The adoption of a new technology or practice is risky business, particularly among extremely vulnerable populations dealing with chronic hunger and extreme poverty. A degraded resource base combined with weak market access and episodes of climate-induced drought and flooding crescendo into devastating cycles of poverty. These cycles of poverty and uncertainty can increase farmers’ perceptions of vulnerability which impact their willingness to adopt modern agricultural inputs, and can translate to an unwillingness to adopt new technologies or crop management practices associated with inputs (Shiferaw and Bantilan 2004; Shiferaw et al. 2009).

This study found that only cooperative involvement was a significant predictor of adoption. Using DOI theory, this is likely a result of cooperatives’ general capacities for improving access to credit and overcoming the financial barriers to adoption, lowering the risk of investment. This study did not support mainstream assumptions that interactions with the AIS alone necessarily improve the likelihood of adoption. Instead, this study supports the idea presented by Jack (2013) that access to resources that mitigate market inefficiencies were the most significant predictors of adoptions. Specifically access to cash, for the purchase of expensive inputs. This study has provided a nuanced look decision-making among smallholders. Additionally, the study has provided a model for mix-methods research in examining on-farm decision-making around the adoption of technologies and explored the importance of a relatively understudies crop, khat, in promoting (short-term) and potentially hindering (long-term) the adoption of new SI practices.

In Ethiopia less than 14% of the rural population has access to credit (Agrifin 2012).

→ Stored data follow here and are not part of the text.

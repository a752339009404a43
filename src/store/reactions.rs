use std::collections::BTreeMap;

use chrono::Utc;
use tokio::sync::RwLock;

use crate::models::reaction::{Reaction, ReactionOutcome, ReactionSummary, ReactionType};

struct Inner {
    reactions: Vec<Reaction>,
    next_id: i64,
}

/// At most one reaction per (post, user).
pub struct ReactionStore {
    inner: RwLock<Inner>,
}

impl Default for ReactionStore {
    fn default() -> Self {
        Self::new()
    }
}

impl ReactionStore {
    pub fn new() -> Self {
        Self {
            inner: RwLock::new(Inner {
                reactions: Vec::new(),
                next_id: 1,
            }),
        }
    }

    pub async fn summary(&self, post_id: i64) -> ReactionSummary {
        let mut counts: BTreeMap<ReactionType, usize> =
            ReactionType::ALL.iter().map(|&kind| (kind, 0)).collect();

        let inner = self.inner.read().await;
        let mut total_reactions = 0;
        for reaction in inner.reactions.iter().filter(|r| r.post_id == post_id) {
            *counts.entry(reaction.kind).or_default() += 1;
            total_reactions += 1;
        }

        ReactionSummary {
            post_id,
            reactions: counts,
            total_reactions,
        }
    }

    pub async fn user_reaction(&self, post_id: i64, user_id: i64) -> Option<ReactionType> {
        self.inner
            .read()
            .await
            .reactions
            .iter()
            .find(|r| r.post_id == post_id && r.user_id == user_id)
            .map(|r| r.kind)
    }

    /// Adds a reaction, switches it to `kind`, or removes it when the user
    /// sends the type they already have.
    pub async fn toggle(&self, post_id: i64, user_id: i64, kind: ReactionType) -> ReactionOutcome {
        let mut inner = self.inner.write().await;

        let existing = inner
            .reactions
            .iter()
            .position(|r| r.post_id == post_id && r.user_id == user_id);

        match existing {
            Some(index) if inner.reactions[index].kind == kind => {
                inner.reactions.remove(index);
                ReactionOutcome::Removed
            }
            Some(index) => {
                let reaction = &mut inner.reactions[index];
                reaction.kind = kind;
                reaction.created_at = Utc::now();
                ReactionOutcome::Updated(kind)
            }
            None => {
                let reaction = Reaction {
                    id: inner.next_id,
                    post_id,
                    user_id,
                    kind,
                    created_at: Utc::now(),
                };
                inner.next_id += 1;
                inner.reactions.push(reaction.clone());
                ReactionOutcome::Added(reaction)
            }
        }
    }

    /// Removes the user's reaction. `false` if there was none.
    pub async fn remove(&self, post_id: i64, user_id: i64) -> bool {
        let mut inner = self.inner.write().await;
        let before = inner.reactions.len();
        inner
            .reactions
            .retain(|r| !(r.post_id == post_id && r.user_id == user_id));
        inner.reactions.len() != before
    }

    pub async fn remove_post(&self, post_id: i64) -> usize {
        let mut inner = self.inner.write().await;
        let before = inner.reactions.len();
        inner.reactions.retain(|r| r.post_id != post_id);
        before - inner.reactions.len()
    }
}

Additionally, most of the traditional lending institutions require collateral, typically in the form of larger farm equipment as land is owned by the government. Most smallholders simply do not have access to this type asset. In an effort to increase access to credit at reasonable rates the ATA is piloting eVoucher system as part of a more comprehensive Rural Financial Services Strategy that will help transition savings and credit cooperatives into mature professional financial service providers. This study indicates that these programs could play a vital role in the adoption of SI technologies promoted by the ATA and the international development community.

In the interim, cooperatives have been used by the Government as a strategy of agricultural led industrialization and have documented positive spillover effects for communities, often with poor more marginalized farmers, who are not members of the cooperative, benefiting (Bernard and Spielman 2009). Cooperatives have also been linked to other sustainable intensification practices (see Abebaw and Haile 2013) and increased likelihoods of technology adoption in Ethiopia, namely through improving access to reasonable loan rates and cheaper inputs. Findings from this study suggests that while the ATA continues to strengthen rural financial services, continued and increased investment in these types of organizations and policy to facilitate their operation may provide a larger return on investment for the Ethiopian Government.

Further research is needed to explore the specific mechanisms by which khat income is translated to increased technology adoption and to what degree khat production will negate the need for technology adoption as it becomes the dominant agricultural product in these areas. Furthermore, additional research is needed to understand the larger role of the AIS in building community capacities in other areas and its contribution to community resilience by mitigating market inefficiencies.